[Task]
Every entry needs to be repeated exactly, with nothing left out.

[Dataset entries]
use std::error::Error;
use std::future::Future;
use std::sync::Arc;

use tickoff_core::domain::{NewTodo, TodoStatus, UserId, Viewer};
use tickoff_core::impls::InMemoryTodoStore;
use tickoff_core::{AutoCompleteConfig, AutoCompleteWorker, TodoService, observability};
use tracing::info;

const DEMO_VIEWER: Viewer = Viewer::user(UserId::new(1));

/// demo：設定 → store → worker → service をつなぎ、ctrl-c で graceful shutdown
#[tokio::main]
async fn main() -> Result<(), Box<dyn Error>> {
    observability::init();

    // (A) 設定と store を用意（本番は DB 実装に差し替える）
    let config = AutoCompleteConfig::from_env()?;
    let store = Arc::new(InMemoryTodoStore::new());

    // (B) worker を起動
    let worker = Arc::new(AutoCompleteWorker::from_config(store.clone(), &config)?);
    worker.start(config.worker_count)?;

    let service = TodoService::new(store.clone(), Arc::clone(&worker));

    // (C) デモ本体 → (D) graceful shutdown
    // 途中で失敗しても stop は必ず通す（待機中のジョブもすべて終わるまで待つ）
    let result = with_graceful_stop(&worker, run(&service, &config)).await;
    println!("{}", serde_json::to_string_pretty(&worker.counts())?);
    result?;

    let page = service.list(&DEMO_VIEWER, Default::default()).await?;
    for todo in &page.items {
        info!(todo_id = %todo.id, status = %todo.status, title = %todo.title, "final state");
    }

    Ok(())
}

/// `body` の成否にかかわらず worker を stop してから結果を返す
async fn with_graceful_stop<T, F>(worker: &AutoCompleteWorker, body: F) -> Result<T, Box<dyn Error>>
where
    F: Future<Output = Result<T, Box<dyn Error>>>,
{
    let result = body.await;
    worker.stop().await;
    result
}

/// デモ用の todo を投入して ctrl-c を待つ
async fn run(service: &TodoService, config: &AutoCompleteConfig) -> Result<(), Box<dyn Error>> {
    let seeds = [
        NewTodo::new("write the weekly report"),
        NewTodo::new("review pull requests").with_status(TodoStatus::InProgress),
        NewTodo::new("book flights").with_status(TodoStatus::Completed),
    ];
    for input in seeds {
        let todo = service.create(&DEMO_VIEWER, input).await?;
        info!(todo_id = %todo.id, status = %todo.status, title = %todo.title, "created todo");
    }

    info!(
        delay_secs = config.delay.as_secs(),
        "waiting for ctrl-c (auto-complete keeps running)"
    );
    tokio::signal::ctrl_c().await?;
    Ok(())
}

#[cfg(test)]
mod tests {
    use super::*;
    use std::time::Duration;
    use tickoff_core::ports::TodoStore;

    #[tokio::test(start_paused = true)]
    async fn failed_demo_still_drains_scheduled_jobs() {
        let store = Arc::new(InMemoryTodoStore::new());
        let worker = Arc::new(AutoCompleteWorker::new(store.clone(), Duration::from_secs(60)));
        worker.start(1).unwrap();
        let service = TodoService::new(store.clone(), Arc::clone(&worker));

        let result: Result<(), _> = with_graceful_stop(&worker, async {
            service
                .create(&DEMO_VIEWER, NewTodo::new("scheduled then aborted"))
                .await?;
            Err::<(), Box<dyn Error>>("signal handler unavailable".into())
        })
        .await;

        assert!(result.is_err());
        assert!(!worker.is_running());
        let counts = worker.counts();
        assert_eq!(counts.completed, 1);
        assert_eq!(counts.in_flight, 0);

        let page = service.list(&DEMO_VIEWER, Default::default()).await.unwrap();
        let stored = store.get_by_id(page.items[0].id).await.unwrap().unwrap();
        assert_eq!(stored.status, TodoStatus::Completed);
    }
}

[Answer for this exercise]
use std::error::Error;
use std::future::Future;
use std::sync::Arc;

use tickoff_core::domain::{NewTodo, TodoStatus, UserId, Viewer};
use tickoff_core::impls::InMemoryTodoStore;
use tickoff_core::{AutoCompleteConfig, AutoCompleteWorker, TodoService, observability};
use tracing::info;

const DEMO_VIEWER: Viewer = Viewer::user(UserId::new(1));

/// demo：設定 → store → worker → service をつなぎ、ctrl-c で graceful shutdown
#[tokio::main]
async fn main() -> Result<(), Box<dyn Error>> {
    observability::init();

    // (A) 設定と store を用意（本番は DB 実装に差し替える）
    let config = AutoCompleteConfig::from_env()?;
    let store = Arc::new(InMemoryTodoStore::new());

    // (B) worker を起動
    let worker = Arc::new(AutoCompleteWorker::from_config(store.clone(), &config)?);
    worker.start(config.worker_count)?;

    let service = TodoService::new(store.clone(), Arc::clone(&worker));

    // (C) デモ本体 → (D) graceful shutdown
    // 途中で失敗しても stop は必ず通す（待機中のジョブもすべて終わるまで待つ）
    let result = with_graceful_stop(&worker, run(&service, &config)).await;
    println!("{}", serde_json::to_string_pretty(&worker.counts())?);
    result?;

    let page = service.list(&DEMO_VIEWER, Default::default()).await?;
    for todo in &page.items {
        info!(todo_id = %todo.id, status = %todo.status, title = %todo.title, "final state");
    }

    Ok(())
}

/// `body` の成否にかかわらず worker を stop してから結果を返す
async fn with_graceful_stop<T, F>(worker: &AutoCompleteWorker, body: F) -> Result<T, Box<dyn Error>>
where
    F: Future<Output = Result<T, Box<dyn Error>>>,
{
    let result = body.await;
    worker.stop().await;
    result
}

/// デモ用の todo を投入して ctrl-c を待つ
async fn run(service: &TodoService, config: &AutoCompleteConfig) -> Result<(), Box<dyn Error>> {
    let seeds = [
        NewTodo::new("write the weekly report"),
        NewTodo::new("review pull requests").with_status(TodoStatus::InProgress),
        NewTodo::new("book flights").with_status(TodoStatus::Completed),
    ];
    for input in seeds {
        let todo = service.create(&DEMO_VIEWER, input).await?;
        info!(todo_id = %todo.id, status = %todo.status, title = %todo.title, "created todo");
    }

    info!(
        delay_secs = config.delay.as_secs(),
        "waiting for ctrl-c (auto-complete keeps running)"
    );
    tokio::signal::ctrl_c().await?;
    Ok(())
}

#[cfg(test)]
mod tests {
    use super::*;
    use std::time::Duration;
    use tickoff_core::ports::TodoStore;

    #[tokio::test(start_paused = true)]
    async fn failed_demo_still_drains_scheduled_jobs() {
        let store = Arc::new(InMemoryTodoStore::new());
        let worker = Arc::new(AutoCompleteWorker::new(store.clone(), Duration::from_secs(60)));
        worker.start(1).unwrap();
        let service = TodoService::new(store.clone(), Arc::clone(&worker));

        let result: Result<(), _> = with_graceful_stop(&worker, async {
            service
                .create(&DEMO_VIEWER, NewTodo::new("scheduled then aborted"))
                .await?;
            Err::<(), Box<dyn Error>>("signal handler unavailable".into())
        })
        .await;

        assert!(result.is_err());
        assert!(!worker.is_running());
        let counts = worker.counts();
        assert_eq!(counts.completed, 1);
        assert_eq!(counts.in_flight, 0);

        let page = service.list(&DEMO_VIEWER, Default::default()).await.unwrap();
        let stored = store.get_by_id(page.items[0].id).await.unwrap().unwrap();
        assert_eq!(stored.status, TodoStatus::Completed);
    }
}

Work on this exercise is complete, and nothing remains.